There are certain principles on all biodynamic farms. A personal relationship with the land. Farming beyond monoculture to polyculture practices, self-regulating systems and closed systems, and biodynamic preparations.
How did you get involved in biodynamics?
Telmo Rodriguez: In the nineteenth century, Spain took the wrong way. We departed from an ancestral culture and lost contact with the land itself. Phylloxera took some time to cross the Pyrenees, so our politicians decided to sell wine in bulk to all of Europe. With that policy we lost some of our culture of specificity. Everyone knows Rioja was an appellation that went for a very commercial industry.
In the 1970s, Spain’s wines were very chemical and came from bad agriculture. In the 1980s, a group of young producers, concerned with this generic attitude, wanted a more interesting viticulture. Biodynamics is the most radical way.

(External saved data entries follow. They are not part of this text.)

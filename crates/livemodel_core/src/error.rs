//! Error types for livemodel core.

use crate::types::Key;
use std::sync::Arc;
use thiserror::Error;

/// Result type for core operations.
pub type CoreResult<T> = Result<T, CoreError>;

/// Errors that can occur in livemodel core operations.
///
/// Some of these are contract violations rather than runtime conditions:
/// using a deleted instance, mutating through a closed database, leaving a
/// reconciliation conflict unresolved or a primary-key generator that never
/// produces a fresh key. [`CoreError::is_fatal`] identifies them. Callers
/// should let those propagate instead of retrying.
#[derive(Debug, Error)]
pub enum CoreError {
    /// The statement channel rejected an operation.
    #[error("statement failed: {0}")]
    Statement(#[from] livemodel_channel::ChannelError),

    /// A value could not be converted to or from its stored form.
    #[error("codec error: {0}")]
    Codec(#[from] livemodel_codec::CodecError),

    /// An instance with this key is already registered and live.
    #[error("duplicate key {key} for model {model}")]
    DuplicateKey {
        /// Model name.
        model: String,
        /// The conflicting key.
        key: Key,
    },

    /// The operation is not valid in the current state.
    #[error("invalid operation: {message}")]
    InvalidOperation {
        /// Description of what was attempted.
        message: String,
    },

    /// A reload found a locally edited field that also changed in the
    /// database, and the model does not resolve conflicts.
    #[error("unresolved reload conflict on {model}.{field} (key {key})")]
    UnresolvedConflict {
        /// Model name.
        model: String,
        /// Primary key of the instance.
        key: Key,
        /// Conflicting field.
        field: String,
    },

    /// The primary-key generator kept producing keys that are already taken.
    #[error("no unused primary key for {model} after {attempts} attempts")]
    GenerationExhausted {
        /// Model name.
        model: String,
        /// Number of keys tried.
        attempts: usize,
    },

    /// The database has been closed.
    #[error("database is closed")]
    DatabaseClosed,

    /// Closing left registered instances behind.
    #[error("{count} live instances were orphaned by close")]
    OrphanedInstances {
        /// Number of instances still alive at close time.
        count: usize,
    },

    /// No model with this name is registered.
    #[error("unknown model: {name}")]
    UnknownModel {
        /// Model name.
        name: String,
    },

    /// The model has no field with this name.
    #[error("unknown field {field} on model {model}")]
    UnknownField {
        /// Model name.
        model: String,
        /// Field name.
        field: String,
    },

    /// The model's table cannot be mapped.
    #[error("schema error for model {model}: {message}")]
    Schema {
        /// Model name.
        model: String,
        /// Description of the problem.
        message: String,
    },

    /// A cache generator failed. Every caller waiting on the same key
    /// receives the same underlying error.
    #[error("cache generation failed: {source}")]
    CacheGeneration {
        /// The generator's error.
        source: Arc<CoreError>,
    },

    /// A cache generator panicked before producing a value.
    #[error("cache generator panicked")]
    CacheGeneratorPanicked,

    /// A cached value exists under this identifier but has a different type.
    #[error("cached value {identifier} has a different type")]
    CacheTypeMismatch {
        /// Cache identifier.
        identifier: String,
    },
}

impl CoreError {
    /// Creates an invalid-operation error.
    pub fn invalid_operation(message: impl Into<String>) -> Self {
        Self::InvalidOperation {
            message: message.into(),
        }
    }

    /// Creates a schema error.
    pub fn schema(model: impl Into<String>, message: impl Into<String>) -> Self {
        Self::Schema {
            model: model.into(),
            message: message.into(),
        }
    }

    /// Creates an unknown-model error.
    pub fn unknown_model(name: impl Into<String>) -> Self {
        Self::UnknownModel { name: name.into() }
    }

    /// Creates an unknown-field error.
    pub fn unknown_field(model: impl Into<String>, field: impl Into<String>) -> Self {
        Self::UnknownField {
            model: model.into(),
            field: field.into(),
        }
    }

    /// Returns true for contract violations that callers must not recover
    /// from by retrying.
    #[must_use]
    pub fn is_fatal(&self) -> bool {
        match self {
            CoreError::InvalidOperation { .. }
            | CoreError::UnresolvedConflict { .. }
            | CoreError::GenerationExhausted { .. }
            | CoreError::DatabaseClosed => true,
            CoreError::CacheGeneration { source } => source.is_fatal(),
            _ => false,
        }
    }
}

Ron Laughton: I’m a 60-year-old chemist, and for over 30 years I’ve been an anti-chemist. I wanted to get back to some purity. I could see my father, who was an intelligent farmer, being hoodwinked by many of the chemical companies who convinced him that to be a modern farmer you had to use herbicides. I wanted to grow grapes and make wines. I wanted to do it, not just simply without chemicals; I think that’s easy. Everything in nature survives without chemicals.
To plant grapes in a dry continent like Australia without irrigation, you think of the vine as a plant that evolved over the millennia without man putting water on it to survive. I had conditions in which I knew I could grow the vine. I just had to find the right soil.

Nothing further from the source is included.